* _WHAT TO WORK ON_
Below are records; quote them exactly from the first line through the line that contains "config.validate()?;".

Data excerpts:

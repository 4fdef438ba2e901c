//! Simulation engine - main entry point for running the tower

use hecs::{Entity, World};
use rand::rngs::StdRng;
use rand::SeedableRng;

use crate::clock::GameClock;
use crate::components::*;
use crate::config::SimConfig;
use crate::economy::Economy;
use crate::error::{BuildError, ConfigError};
use crate::events::SimEvent;
use crate::grid::{FloorGrid, LOBBY_FLOOR};
use crate::satisfaction::SatisfactionTracker;
use crate::shafts::{ShaftRegistry, WaitingQueues};
use crate::systems::*;
use crate::tenants::{CondoState, TenantCounts, TenantRegistry, UnitState};

/// Fixed ticks run by one `update` call at most; the remainder is dropped
const MAX_TICKS_PER_UPDATE: u32 = 1024;

/// Snapshot of one person for observers
#[derive(Debug, Clone, Copy)]
pub struct PersonView {
    pub entity: Entity,
    pub person: Person,
    pub position: Position,
    pub journey: Journey,
    pub stress: f32,
    pub level: StressLevel,
}

/// Main simulation engine
pub struct TowerEngine<E: Economy> {
    /// ECS world holding every person
    pub world: World,
    pub(crate) config: SimConfig,
    pub(crate) grid: FloorGrid,
    pub(crate) tenants: TenantRegistry,
    pub(crate) shafts: ShaftRegistry,
    pub(crate) queues: WaitingQueues,
    pub(crate) clock: GameClock,
    pub(crate) satisfaction: SatisfactionTracker,
    pub(crate) economy: E,
    pub(crate) rng: StdRng,
    pub(crate) events: Vec<SimEvent>,
    pub(crate) current_day: i64,
    next_person_id: u64,
    hotel_complaints: u32,
    angry_departures: u64,

    // Update timing
    accumulator: f32,
    time_scale: f32,
}

impl<E: Economy> TowerEngine<E> {
    /// Create an engine with only the lobby built
    pub fn new(config: SimConfig, economy: E) -> Result<Self, ConfigError> {
        config.validate()?;
        let mut grid = FloorGrid::new(&config.grid);
        grid.add_floor(LOBBY_FLOOR, true).map_err(|e| ConfigError::Invalid(e.to_string()))?;
        let clock = GameClock::new(&config.clock);
        let current_day = clock.day();
        log::info!(
            "tower engine ready: {}x{} grid, seed {:#x}",
            config.grid.width,
            config.grid.max_floor + config.grid.basement_floors + 1,
            config.seed
        );
        Ok(Self {
            world: World::new(),
            rng: StdRng::seed_from_u64(config.seed),
            grid,
            tenants: TenantRegistry::new(),
            shafts: ShaftRegistry::new(),
            queues: WaitingQueues::new(),
            clock,
            satisfaction: SatisfactionTracker::new(),
            economy,
            events: Vec::new(),
            current_day,
            next_person_id: 0,
            hotel_complaints: 0,
            angry_departures: 0,
            accumulator: 0.0,
            time_scale: 1.0,
            config,
        })
    }

    /// Advance by real seconds, in fixed ticks
    pub fn update(&mut self, delta_seconds: f32) {
        self.accumulator += delta_seconds.max(0.0) * self.time_scale;
        let step = self.config.clock.tick_seconds;
        let mut ticks = 0;
        while self.accumulator >= step {
            if ticks == MAX_TICKS_PER_UPDATE {
                log::debug!("update fell behind, dropping {:.2}s", self.accumulator);
                self.accumulator = 0.0;
                break;
            }
            self.tick();
            self.accumulator -= step;
            ticks += 1;
        }
    }

    /// One fixed step: cars, then people, then schedule triggers
    pub fn tick(&mut self) {
        let dt = self.config.clock.tick_seconds;

        elevator_system(
            &mut self.world,
            &mut self.shafts,
            &mut self.queues,
            &self.grid,
            &self.config.elevator,
            dt,
        );

        let outcomes = {
            let mut ctx = PassengerContext {
                shafts: &mut self.shafts,
                queues: &mut self.queues,
                tenants: &self.tenants,
                grid: &self.grid,
                config: &self.config.passenger,
            };
            passenger_system(&mut self.world, &mut ctx, dt)
        };
        for outcome in outcomes {
            self.apply_outcome(outcome);
        }

        self.clock.advance(dt);
        self.run_schedule();
    }

    fn apply_outcome(&mut self, outcome: PassengerOutcome) {
        match outcome {
            PassengerOutcome::Arrived {
                entity,
                kind,
                goal,
                satisfaction,
            } => {
                self.record_trip(satisfaction);
                self.events.push(SimEvent::TripCompleted { kind, satisfaction });
                self.complete_goal(entity, kind, goal);
            }
            PassengerOutcome::GaveUp {
                entity: _,
                kind,
                floor,
                goal,
            } => {
                self.angry_departures += 1;
                self.roll_back_goal(kind, goal);
                self.record_trip(0.0);
                self.events.push(SimEvent::AngryDeparture { kind, floor });
            }
            PassengerOutcome::Gone { entity, kind } => self.despawn(entity, kind),
        }
    }

    /// Arrival effects of a finished trip
    fn complete_goal(&mut self, entity: Entity, kind: TenantKind, goal: TripGoal) {
        match goal {
            TripGoal::Exit | TripGoal::ClockOut => self.despawn(entity, kind),
            TripGoal::Stay { unit } => {
                let day = self.clock.day();
                let Some(target) = self.tenants.get_mut(unit) else {
                    return;
                };
                let rule = self.config.tenants.rule(target.kind);
                let state = target.state;
                match state {
                    _ if target.kind == TenantKind::FoodCourt => {
                        self.economy.earn_money(rule.income);
                    }
                    UnitState::Condo(CondoState::SalePending) => {
                        target.state = UnitState::Condo(CondoState::Sold);
                        self.economy.earn_money(rule.income);
                        self.economy.change_population(rule.population);
                        log::info!("condo at floor {} x={} sold (day {})", unit.floor, unit.x, day);
                    }
                    _ => {}
                }
            }
            TripGoal::Service { room } => {
                let day = self.clock.day();
                if let Some(state) = self.tenants.get_mut(room).and_then(|u| u.hotel_mut()) {
                    state.needs_service = false;
                    state.cleaner_assigned = false;
                    state.last_serviced_day = day;
                }
            }
        }
    }

    /// Undo what a trip reserved when its traveller gives up
    fn roll_back_goal(&mut self, kind: TenantKind, goal: TripGoal) {
        match (kind, goal) {
            (TenantKind::Hotel, TripGoal::Stay { unit }) => {
                let population = self.config.tenants.rule(TenantKind::Hotel).population;
                if let Some(room) = self.tenants.get_mut(unit).and_then(|u| u.hotel_mut()) {
                    if room.occupied {
                        room.occupied = false;
                        self.economy.change_population(-population);
                    }
                }
                self.file_hotel_complaint();
            }
            (TenantKind::Condo, TripGoal::Stay { unit }) => {
                if let Some(target) = self.tenants.get_mut(unit) {
                    if target.state == UnitState::Condo(CondoState::SalePending) {
                        target.state = UnitState::Condo(CondoState::ForSale);
                    }
                }
            }
            (_, TripGoal::Service { room }) => {
                if let Some(state) = self.tenants.get_mut(room).and_then(|u| u.hotel_mut()) {
                    state.cleaner_assigned = false;
                }
            }
            _ => {}
        }
    }

    pub(crate) fn file_hotel_complaint(&mut self) {
        self.hotel_complaints += 1;
        self.events.push(SimEvent::HotelComplaint);
    }

    fn record_trip(&mut self, sample: f32) {
        self.satisfaction.record(sample);
        self.events
            .push(SimEvent::SatisfactionChanged(self.satisfaction.mean()));
    }

    pub(crate) fn despawn(&mut self, entity: Entity, kind: TenantKind) {
        if self.world.despawn(entity).is_ok() {
            self.events.push(SimEvent::PersonRemoved { kind });
        }
    }

    // ── People ──────────────────────────────────────────────

    /// Spawn a person at `(floor, x)` who immediately begins `trip`.
    /// Nothing is spawned when no shaft connects the floors.
    pub(crate) fn spawn_at(
        &mut self,
        kind: TenantKind,
        home: TenantId,
        floor: i32,
        x: f32,
        trip: Trip,
    ) -> Result<Entity, BuildError> {
        let position = Position::new(floor, x, self.grid.floor_y(floor));
        let state = self.plan(&position, kind, &trip)?;
        let person = Person {
            id: self.next_person_id,
            kind,
            home,
        };
        self.next_person_id += 1;
        let entity = self
            .world
            .spawn((person, position, Journey { state, trip }, Stress::default()));
        self.events.push(SimEvent::PersonSpawned { kind });
        log::trace!("spawned {} #{} on floor {}", kind, person.id, floor);
        Ok(entity)
    }

    /// Spawn a person at the lobby entrance heading for the unit
    pub(crate) fn spawn_at_lobby(
        &mut self,
        kind: TenantKind,
        home: TenantId,
    ) -> Result<Entity, BuildError> {
        let trip = self.stay_trip(home)?;
        self.spawn_at(kind, home, LOBBY_FLOOR, 0.0, trip)
    }

    /// Debug entry point: spawn someone headed for the first unit of `kind`
    pub fn spawn_person(&mut self, kind: TenantKind) -> Result<Entity, BuildError> {
        let home = self
            .tenants
            .units_of(kind)
            .next()
            .map(|u| u.id)
            .ok_or(BuildError::NoTenant(kind))?;
        self.spawn_at_lobby(kind, home)
    }

    /// First state of `trip` from `position`, queueing behind everyone
    /// already waiting at or walking to the chosen shaft on that floor
    fn plan(
        &self,
        position: &Position,
        kind: TenantKind,
        trip: &Trip,
    ) -> Result<PersonState, BuildError> {
        let floor = position.floor;
        let next_slot =
            |shaft| self.queues.len(shaft, floor) + walkers_toward(&self.world, shaft, floor);
        plan_trip(
            position,
            kind,
            trip,
            &self.shafts,
            next_slot,
            &self.grid,
            &self.config.passenger,
        )
    }

    /// Give a person at rest a new trip from where they stand. Resets stress.
    /// People walking, queued or riding keep their current trip.
    pub fn start_trip(&mut self, entity: Entity, trip: Trip) -> Result<(), BuildError> {
        let (position, kind, state) = {
            let mut query = self
                .world
                .query_one::<(&Position, &Person, &Journey)>(entity)
                .map_err(|_| BuildError::NoSuchPerson)?;
            let (pos, person, journey) = query.get().ok_or(BuildError::NoSuchPerson)?;
            (*pos, person.kind, journey.state)
        };
        if !state.is_at_rest() {
            return Err(BuildError::PersonInTransit { state: state.name() });
        }
        let state = self.plan(&position, kind, &trip)?;
        if let Ok(mut journey) = self.world.get::<&mut Journey>(entity) {
            *journey = Journey { state, trip };
        }
        if let Ok(mut stress) = self.world.get::<&mut Stress>(entity) {
            stress.reset();
        }
        Ok(())
    }

    /// Trip ending inside a unit
    pub(crate) fn stay_trip(&self, unit: TenantId) -> Result<Trip, BuildError> {
        self.unit_trip(unit, TripGoal::Stay { unit })
    }

    pub(crate) fn unit_trip(&self, unit: TenantId, goal: TripGoal) -> Result<Trip, BuildError> {
        let target = self
            .tenants
            .get(unit)
            .ok_or(BuildError::NoSuchUnit {
                floor: unit.floor,
                x: unit.x,
            })?;
        Ok(Trip {
            dest_floor: unit.floor,
            dest_x: self.grid.span_center_px(unit.x, target.width),
            goal,
        })
    }

    /// Trip out of the building through the lobby
    pub(crate) fn exit_trip(&self) -> Trip {
        Trip {
            dest_floor: LOBBY_FLOOR,
            dest_x: -self.config.passenger.exit_margin_px,
            goal: TripGoal::Exit,
        }
    }

    /// People matching a predicate, in spawn order
    pub(crate) fn people_where(
        &self,
        mut keep: impl FnMut(&Person, &Journey) -> bool,
    ) -> Vec<Entity> {
        let mut found: Vec<(u64, Entity)> = self
            .world
            .query::<(&Person, &Journey)>()
            .iter()
            .filter(|(_, (person, journey))| keep(person, journey))
            .map(|(entity, (person, _))| (person.id, entity))
            .collect();
        found.sort_unstable_by_key(|(id, _)| *id);
        found.into_iter().map(|(_, entity)| entity).collect()
    }

    /// Snapshot of everyone, in spawn order
    pub fn people(&self) -> Vec<PersonView> {
        let max = self.config.passenger.max_stress;
        let mut views: Vec<PersonView> = self
            .world
            .query::<(&Person, &Position, &Journey, &Stress)>()
            .iter()
            .map(|(entity, (person, position, journey, stress))| PersonView {
                entity,
                person: *person,
                position: *position,
                journey: *journey,
                stress: stress.value,
                level: StressLevel::from_ratio(stress.ratio(max)),
            })
            .collect();
        views.sort_unstable_by_key(|v| v.person.id);
        views
    }

    pub fn person_count(&self) -> usize {
        self.world.len() as usize
    }

    // ── Readouts ────────────────────────────────────────────

    pub fn config(&self) -> &SimConfig {
        &self.config
    }

    pub fn grid(&self) -> &FloorGrid {
        &self.grid
    }

    pub fn tenants(&self) -> &TenantRegistry {
        &self.tenants
    }

    pub fn shafts(&self) -> &ShaftRegistry {
        &self.shafts
    }

    pub fn queues(&self) -> &WaitingQueues {
        &self.queues
    }

    pub fn clock(&self) -> &GameClock {
        &self.clock
    }

    pub fn economy(&self) -> &E {
        &self.economy
    }

    pub fn economy_mut(&mut self) -> &mut E {
        &mut self.economy
    }

    pub fn day(&self) -> i64 {
        self.clock.day()
    }

    pub fn hour(&self) -> f32 {
        self.clock.hour()
    }

    /// Building-wide mean trip satisfaction
    pub fn satisfaction(&self) -> f32 {
        self.satisfaction.mean()
    }

    pub fn trips_completed(&self) -> u64 {
        self.satisfaction.trips()
    }

    pub fn tenant_counts(&self) -> TenantCounts {
        self.tenants.counts()
    }

    pub fn hotel_complaints(&self) -> u32 {
        self.hotel_complaints
    }

    pub fn reset_hotel_complaints(&mut self) {
        self.hotel_complaints = 0;
    }

    pub fn angry_departures(&self) -> u64 {
        self.angry_departures
    }

    /// Take every event queued since the last call
    pub fn drain_events(&mut self) -> Vec<SimEvent> {
        std::mem::take(&mut self.events)
    }

    pub fn time_scale(&self) -> f32 {
        self.time_scale
    }

    pub fn set_time_scale(&mut self, scale: f32) {
        self.time_scale = scale.clamp(0.0, 100.0);
    }
}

* _WRITTEN RESPONSE_
repository 4fdef438ba2e901c
//! Simulation engine - main entry point for running the tower

use hecs::{Entity, World};
use rand::rngs::StdRng;
use rand::SeedableRng;

use crate::clock::GameClock;
use crate::components::*;
use crate::config::SimConfig;
use crate::economy::Economy;
use crate::error::{BuildError, ConfigError};
use crate::events::SimEvent;
use crate::grid::{FloorGrid, LOBBY_FLOOR};
use crate::satisfaction::SatisfactionTracker;
use crate::shafts::{ShaftRegistry, WaitingQueues};
use crate::systems::*;
use crate::tenants::{CondoState, TenantCounts, TenantRegistry, UnitState};

/// Fixed ticks run by one `update` call at most; the remainder is dropped
const MAX_TICKS_PER_UPDATE: u32 = 1024;

/// Snapshot of one person for observers
#[derive(Debug, Clone, Copy)]
pub struct PersonView {
    pub entity: Entity,
    pub person: Person,
    pub position: Position,
    pub journey: Journey,
    pub stress: f32,
    pub level: StressLevel,
}

/// Main simulation engine
pub struct TowerEngine<E: Economy> {
    /// ECS world holding every person
    pub world: World,
    pub(crate) config: SimConfig,
    pub(crate) grid: FloorGrid,
    pub(crate) tenants: TenantRegistry,
    pub(crate) shafts: ShaftRegistry,
    pub(crate) queues: WaitingQueues,
    pub(crate) clock: GameClock,
    pub(crate) satisfaction: SatisfactionTracker,
    pub(crate) economy: E,
    pub(crate) rng: StdRng,
    pub(crate) events: Vec<SimEvent>,
    pub(crate) current_day: i64,
    next_person_id: u64,
    hotel_complaints: u32,
    angry_departures: u64,

    // Update timing
    accumulator: f32,
    time_scale: f32,
}

impl<E: Economy> TowerEngine<E> {
    /// Create an engine with only the lobby built
    pub fn new(config: SimConfig, economy: E) -> Result<Self, ConfigError> {
        config.validate()?;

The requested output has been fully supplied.